I Think I May Be a Russian Virus
Something weird is going on down here on the techno-challenged South End. Something troubling and as yet unexplained. The weather, for one, but I don’t think this is causative. Although, since none of us believe in science anymore, the possibility is there that it could be. Make up something, anything, or better yet, imagine some conspiracy, then forward it to all your ‘friends’. Post it on your social medias. Hope the Russians amplify it on who knows how many websites. When it shows up on Fox and Friends, you know it’s probably true. Fair and balanced, at least. As good a test as any so far as the President is concerned.
We used to play a game in grade school called Telephone. At least I think it was called Telephone. Or maybe it was Gossip. Who cares, make up a name of your own. You start out with a sentence, something like: Tomorrow if it snows we’ll get out of school. The first person who gets this turns to the desk next door and whispers it in the ear of another student who then passes it on to the next and so on. By the time it gets back around after about 30 iterations, it was amazing what sausage emerged from the grinder. Nothing like the beginning and of course the whole point to us little munchkins in 4th grade was how distorted information got the more folks passed it on.
Course in our modern computerized times, the message is pretty much just copied and pasted or else forwarded whole.
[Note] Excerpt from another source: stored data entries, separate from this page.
use std::{
	sync::{Arc, Mutex},
	time::Duration,
};

use async_trait::async_trait;
use gw_task_system::{ExecStatus, FollowupGraph, Work, WorkContext};
use thiserror::Error;
use tokio::sync::watch;

#[derive(Debug, Error)]
pub enum SampleError {
	#[error("sample error")]
	Sample,
}

/// Shared, ordered record of work executions, used to assert scheduling order.
#[derive(Debug, Default, Clone)]
pub struct ExecLog(Arc<Mutex<Vec<String>>>);

impl ExecLog {
	pub fn record(&self, entry: impl Into<String>) {
		self.0.lock().unwrap().push(entry.into());
	}

	pub fn entries(&self) -> Vec<String> {
		self.0.lock().unwrap().clone()
	}

	pub fn position(&self, entry: &str) -> Option<usize> {
		self.entries().iter().position(|e| e == entry)
	}

	pub fn count_matching(&self, prefix: &str) -> usize {
		self.entries()
			.iter()
			.filter(|e| e.starts_with(prefix))
			.count()
	}
}

#[derive(Debug)]
pub enum Behavior {
	Ready,
	Sleep(Duration),
	Fail,
	StateNotChanged,
	/// Parks until the watch flips to `true`.
	WaitSignal(watch::Receiver<bool>),
}

/// A work payload scripted at construction time: its behavior, its label in the
/// execution log and its (optional) followup graph are all plain data.
#[derive(Debug)]
pub struct SampleWork {
	pub op: &'static str,
	pub label: String,
	pub log: ExecLog,
	pub behavior: Behavior,
	// taken on the single followups() invocation
	pub followup_plan: Mutex<Option<FollowupGraph<SampleWork>>>,
}

impl SampleWork {
	pub fn new(op: &'static str, label: impl Into<String>, log: &ExecLog) -> Self {
		Self::with_behavior(op, label, log, Behavior::Ready)
	}

	pub fn with_behavior(
		op: &'static str,
		label: impl Into<String>,
		log: &ExecLog,
		behavior: Behavior,
	) -> Self {
		Self {
			op,
			label: label.into(),
			log: log.clone(),
			behavior,
			followup_plan: Mutex::new(None),
		}
	}

	pub fn with_followups(mut self, graph: FollowupGraph<SampleWork>) -> Self {
		self.followup_plan = Mutex::new(Some(graph));
		self
	}
}

#[async_trait]
impl Work for SampleWork {
	type Op = &'static str;
	type Error = SampleError;

	fn op(&self) -> Self::Op {
		self.op
	}

	async fn run(&self, _ctx: &WorkContext) -> Result<ExecStatus, SampleError> {
		self.log.record(format!("start:{}", self.label));

		let out = match &self.behavior {
			Behavior::Ready => Ok(ExecStatus::Done),
			Behavior::Sleep(duration) => {
				tokio::time::sleep(*duration).await;
				Ok(ExecStatus::Done)
			}
			Behavior::Fail => Err(SampleError::Sample),
			Behavior::StateNotChanged => Ok(ExecStatus::StateNotChanged),
			Behavior::WaitSignal(rx) => {
				let mut rx = rx.clone();
				rx.wait_for(|go| *go).await.expect("signal sender dropped");
				Ok(ExecStatus::Done)
			}
		};

		self.log.record(format!("end:{}", self.label));
		out
	}

	fn followups(
		&self,
		_ctx: &WorkContext,
		_result: &Result<ExecStatus, SampleError>,
	) -> FollowupGraph<Self> {
		self.followup_plan
			.lock()
			.unwrap()
			.take()
			.unwrap_or_default()
	}
}
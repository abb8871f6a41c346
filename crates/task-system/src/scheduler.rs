use std::sync::{Arc, Mutex};

use tokio::task::JoinHandle;
use tokio_util::sync::CancellationToken;
use tracing::{debug, error, trace, warn};

use super::{
	job::{ExecStatus, JobPriority, Work, WorkContext},
	store::JobStore,
};

const POISONED_LOCK: &str = "scheduler lock poisoned";

/// Executes jobs of one priority class with a fixed concurrency budget.
///
/// A scheduler owns `parallelism` eval loops; each loop repeatedly claims the next
/// eligible job, runs its work, enqueues its followup graph and marks it finished.
/// Two schedulers (one per [`JobPriority`]) typically share a single [`JobStore`]
/// so low priority network work never starves local analysis.
pub struct Scheduler<W: Work> {
	store: Arc<JobStore<W>>,
	priority: JobPriority,
	parallelism: usize,
	cancel: CancellationToken,
	handles: Mutex<Vec<JoinHandle<()>>>,
}

impl<W: Work> Scheduler<W> {
	#[must_use]
	pub fn new(store: Arc<JobStore<W>>, parallelism: usize, priority: JobPriority) -> Self {
		Self {
			store,
			priority,
			parallelism,
			cancel: CancellationToken::new(),
			handles: Mutex::new(Vec::new()),
		}
	}

	/// Concurrency budget matching the machine, used for the `High` priority scheduler.
	#[must_use]
	pub fn default_parallelism() -> usize {
		std::thread::available_parallelism().map_or_else(
			|e| {
				error!("failed to get available parallelism for the job system: {e:#?}");
				1
			},
			std::num::NonZeroUsize::get,
		)
	}

	pub fn start(&self) {
		let mut handles = self.handles.lock().expect(POISONED_LOCK);

		for loop_idx in 0..self.parallelism {
			debug!(loop_idx, priority = ?self.priority, "launching eval loop");

			let store = Arc::clone(&self.store);
			let priority = self.priority;
			let cancel = self.cancel.clone();

			handles.push(tokio::spawn(async move {
				Self::eval(loop_idx, &store, priority, &cancel).await;
			}));
		}
	}

	/// Stops all eval loops. In-flight work observes cancellation through its
	/// [`WorkContext`]; jobs that ignore it simply run to completion first.
	pub async fn stop(&self) {
		self.cancel.cancel();

		let handles = std::mem::take(&mut *self.handles.lock().expect(POISONED_LOCK));
		for handle in handles {
			if let Err(e) = handle.await {
				error!("eval loop failed on shutdown: {e:#?}");
			}
		}
		debug!(priority = ?self.priority, "stopped scheduler");
	}

	async fn eval(
		loop_idx: usize,
		store: &JobStore<W>,
		priority: JobPriority,
		cancel: &CancellationToken,
	) {
		loop {
			let claimed = tokio::select! {
				() = cancel.cancelled() => {
					debug!(loop_idx, "eval loop cancelled");
					return;
				}
				claimed = store.next_job(priority) => claimed,
			};

			let ctx =
				WorkContext::new(claimed.dir.clone(), claimed.ignore_state, cancel.child_token());
			let result = claimed.work.run(&ctx).await;

			match &result {
				Ok(ExecStatus::Done) => {
					trace!(job_id = %claimed.id, dir = %claimed.dir, "job finished");
				}
				Ok(ExecStatus::StateNotChanged) => {
					trace!(job_id = %claimed.id, dir = %claimed.dir, "state not changed, job skipped");
				}
				Err(e) => {
					// Failed jobs still finish and still get their followups consulted;
					// the error itself is recorded with the artifact by the work body.
					warn!(job_id = %claimed.id, dir = %claimed.dir, "job failed: {e}");
				}
			}

			let deferred = store.enqueue_graph(claimed.work.followups(&ctx, &result));

			if let Err(e) = store.finish_job(claimed.id, deferred) {
				error!(job_id = %claimed.id, "failed to finish job: {e}");
			}
		}
	}
}

impl<W: Work> std::fmt::Debug for Scheduler<W> {
	fn fmt(&self, f: &mut std::fmt::Formatter<'_>) -> std::fmt::Result {
		f.debug_struct("Scheduler")
			.field("priority", &self.priority)
			.field("parallelism", &self.parallelism)
			.finish_non_exhaustive()
	}
}
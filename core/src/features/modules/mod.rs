//! Module indexing feature: reacts to workspace and editor events by scheduling the
//! decode pipeline (parse, metadata, schema preload, references, validation, registry
//! lookups) for module directories, and maintains the module records those jobs fill.

mod events;
mod work;

use std::{fmt, sync::Arc};

use gw_task_system::JobStore;
use tokio::task::JoinHandle;
use tokio_util::sync::CancellationToken;
use tracing::debug;

use crate::{
	clients::{RegistryClient, SchemaClient},
	document::DocumentStore,
	event::EventBus,
	fs::ReadOnlyFs,
	lang::ConfigDecoder,
	state::{ModuleStore, RegistryStore},
	work::CoreWork,
};

pub use work::ModuleWork;
pub(crate) use work::ModuleWorkKind;

pub struct ModulesFeature {
	pub(crate) store: Arc<ModuleStore>,
	pub(crate) jobs: Arc<JobStore<CoreWork>>,
	pub(crate) documents: Arc<DocumentStore>,
	pub(crate) fs: Arc<dyn ReadOnlyFs>,
	pub(crate) decoder: Arc<dyn ConfigDecoder>,
	pub(crate) schema_client: Arc<dyn SchemaClient>,
	pub(crate) registry_client: Arc<dyn RegistryClient>,
	pub(crate) registry_store: Arc<RegistryStore>,
	pub(crate) validation_enabled: bool,
}

impl fmt::Debug for ModulesFeature {
	fn fmt(&self, f: &mut fmt::Formatter<'_>) -> fmt::Result {
		f.debug_struct("ModulesFeature")
			.field("validation_enabled", &self.validation_enabled)
			.finish_non_exhaustive()
	}
}

impl ModulesFeature {
	#[allow(clippy::too_many_arguments)]
	#[must_use]
	pub fn new(
		store: Arc<ModuleStore>,
		jobs: Arc<JobStore<CoreWork>>,
		documents: Arc<DocumentStore>,
		fs: Arc<dyn ReadOnlyFs>,
		decoder: Arc<dyn ConfigDecoder>,
		schema_client: Arc<dyn SchemaClient>,
		registry_client: Arc<dyn RegistryClient>,
		registry_store: Arc<RegistryStore>,
		validation_enabled: bool,
	) -> Self {
		Self {
			store,
			jobs,
			documents,
			fs,
			decoder,
			schema_client,
			registry_client,
			registry_store,
			validation_enabled,
		}
	}

	/// Subscribes to the bus and processes events until cancelled. Each handled event
	/// reports the IDs of the jobs it scheduled back through its done channel.
	///
	/// Subscriptions are registered before the loop task is spawned, so an event
	/// published right after `start` returns is never missed.
	pub fn start(self: Arc<Self>, bus: &EventBus, cancel: CancellationToken) -> JoinHandle<()> {
		let (discover_done, discover_rx) = {
			let (tx, rx) = async_channel::bounded(1);
			(tx, bus.discover.subscribe(Some(rx)))
		};
		let (did_open_done, did_open_rx) = {
			let (tx, rx) = async_channel::bounded(1);
			(tx, bus.did_open.subscribe(Some(rx)))
		};
		let (did_change_done, did_change_rx) = {
			let (tx, rx) = async_channel::bounded(1);
			(tx, bus.did_change.subscribe(Some(rx)))
		};
		let (watched_done, watched_rx) = {
			let (tx, rx) = async_channel::bounded(1);
			(tx, bus.did_change_watched.subscribe(Some(rx)))
		};

		tokio::spawn(async move {
			debug!("modules feature listening");

			loop {
				tokio::select! {
					() = cancel.cancelled() => {
						debug!("modules feature stopped");
						return;
					}
					Ok(event) = discover_rx.recv() => {
						let ids = self.handle_discover(event);
						let _ = discover_done.send(ids).await;
					}
					Ok(event) = did_open_rx.recv() => {
						let ids = self.handle_did_open(&event);
						let _ = did_open_done.send(ids).await;
					}
					Ok(event) = did_change_rx.recv() => {
						let ids = self.handle_did_change(&event);
						let _ = did_change_done.send(ids).await;
					}
					Ok(event) = watched_rx.recv() => {
						let ids = self.handle_did_change_watched(&event);
						let _ = watched_done.send(ids).await;
					}
					else => return,
				}
			}
		})
	}
}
Not much room for message evolution. But what we got instead is all this phony baloney information being disseminated by … someone. For some unknown reason … For what nefarious purpose? The Russians pick it up, amplify it with all their phony websites that look semi-legit and voila, half the stuff you get on Facebook or Yahoo news or Twitter is really Fake News, just what the President keeps saying about anything which seems negative about him. You don’t know WHAT to believe anymore and so, in this miraculous Age of Information we live in, we have filled our brains with digital poop. Most of which makes us angry and polarized and ultimately Cynical. Which I suspect is the whole point. We don’t believe the media, we don’t believe the President, we don’t believe politicians, we don’t buy Science, we don’t believe in much of anything other than Facebook. We might as well drag our cellphones and laptops into a cave and go back to cooking with fire. If we still believe in fire.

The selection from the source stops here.